EXERCISE DESCRIPTION: In the listing below, every line with the word "iter" needs to be copied.
===== RECORD SET =====
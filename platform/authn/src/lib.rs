//! Bearer token handling.
//!
//! Tokens are HS256 JWTs signed with a shared secret. The service only
//! validates them; `issue_token` backs the development CLI.

use chrono::{Duration, Utc};
use jsonwebtoken::{DecodingKey, EncodingKey, Header, Validation};
use platform_authz::{Role, Subject};
use serde::{Deserialize, Serialize};
use thiserror::Error;

pub const MIN_SECRET_LEN: usize = 16;

#[derive(Debug, Error)]
pub enum AuthnError {
    #[error("auth secret must be at least {MIN_SECRET_LEN} bytes")]
    WeakSecret,
    #[error("authorization header must use the Bearer scheme")]
    BadScheme,
    #[error("invalid token: {0}")]
    InvalidToken(#[from] jsonwebtoken::errors::Error),
}

#[derive(Clone)]
pub struct AuthConfig {
    secret: Vec<u8>,
    pub token_ttl_minutes: i64,
}

impl std::fmt::Debug for AuthConfig {
    fn fmt(&self, f: &mut std::fmt::Formatter<'_>) -> std::fmt::Result {
        f.debug_struct("AuthConfig")
            .field("secret", &"<redacted>")
            .field("token_ttl_minutes", &self.token_ttl_minutes)
            .finish()
    }
}

impl AuthConfig {
    pub fn new(secret: impl Into<Vec<u8>>, token_ttl_minutes: i64) -> Result<Self, AuthnError> {
        let secret = secret.into();
        if secret.len() < MIN_SECRET_LEN {
            return Err(AuthnError::WeakSecret);
        }
        Ok(Self {
            secret,
            token_ttl_minutes,
        })
    }

    fn encoding_key(&self) -> EncodingKey {
        EncodingKey::from_secret(&self.secret)
    }

    fn decoding_key(&self) -> DecodingKey {
        DecodingKey::from_secret(&self.secret)
    }
}

#[derive(Debug, Clone, Serialize, Deserialize)]
pub struct Claims {
    pub sub: String,
    #[serde(default)]
    pub roles: Vec<String>,
    pub exp: usize,
    pub iat: usize,
}

/// A caller whose token checked out.
#[derive(Debug, Clone, PartialEq, Eq)]
pub struct Principal {
    pub subject: String,
    pub roles: Vec<Role>,
}

impl Principal {
    /// Unknown role names in the token are ignored.
    pub fn from_claims(claims: Claims) -> Self {
        Self {
            subject: claims.sub,
            roles: claims.roles.iter().filter_map(|r| Role::parse(r)).collect(),
        }
    }
}

/// Turns an optional principal into the authorization subject.
pub fn subject_of(principal: Option<&Principal>) -> Subject {
    match principal {
        Some(principal) => Subject::authenticated(principal.roles.clone()),
        None => Subject::anonymous(),
    }
}

pub fn issue_token(
    subject: &str,
    roles: &[Role],
    config: &AuthConfig,
) -> jsonwebtoken::errors::Result<String> {
    let now = Utc::now();
    let exp = now
        .checked_add_signed(Duration::minutes(config.token_ttl_minutes))
        .unwrap_or(now)
        .timestamp() as usize;
    let claims = Claims {
        sub: subject.to_string(),
        roles: roles.iter().map(|r| r.as_str().to_string()).collect(),
        exp,
        iat: now.timestamp() as usize,
    };
    jsonwebtoken::encode(&Header::default(), &claims, &config.encoding_key())
}

pub fn decode_token(token: &str, config: &AuthConfig) -> Result<Principal, AuthnError> {
    let data =
        jsonwebtoken::decode::<Claims>(token, &config.decoding_key(), &Validation::default())?;
    Ok(Principal::from_claims(data.claims))
}

/// Resolves an `Authorization` header value. `None` means anonymous;
/// a present but unusable header is an error.
pub fn authenticate(
    header: Option<&str>,
    config: &AuthConfig,
) -> Result<Option<Principal>, AuthnError> {
    let Some(value) = header else {
        return Ok(None);
    };
    let token = value
        .strip_prefix("Bearer ")
        .or_else(|| value.strip_prefix("bearer "))
        .map(str::trim)
        .filter(|token| !token.is_empty())
        .ok_or(AuthnError::BadScheme)?;
    decode_token(token, config).map(Some)
}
=====
RESPONSE TO THIS EXERCISE:
            roles: claims.roles.iter().filter_map(|r| Role::parse(r)).collect(),
        roles: roles.iter().map(|r| r.as_str().to_string()).collect(),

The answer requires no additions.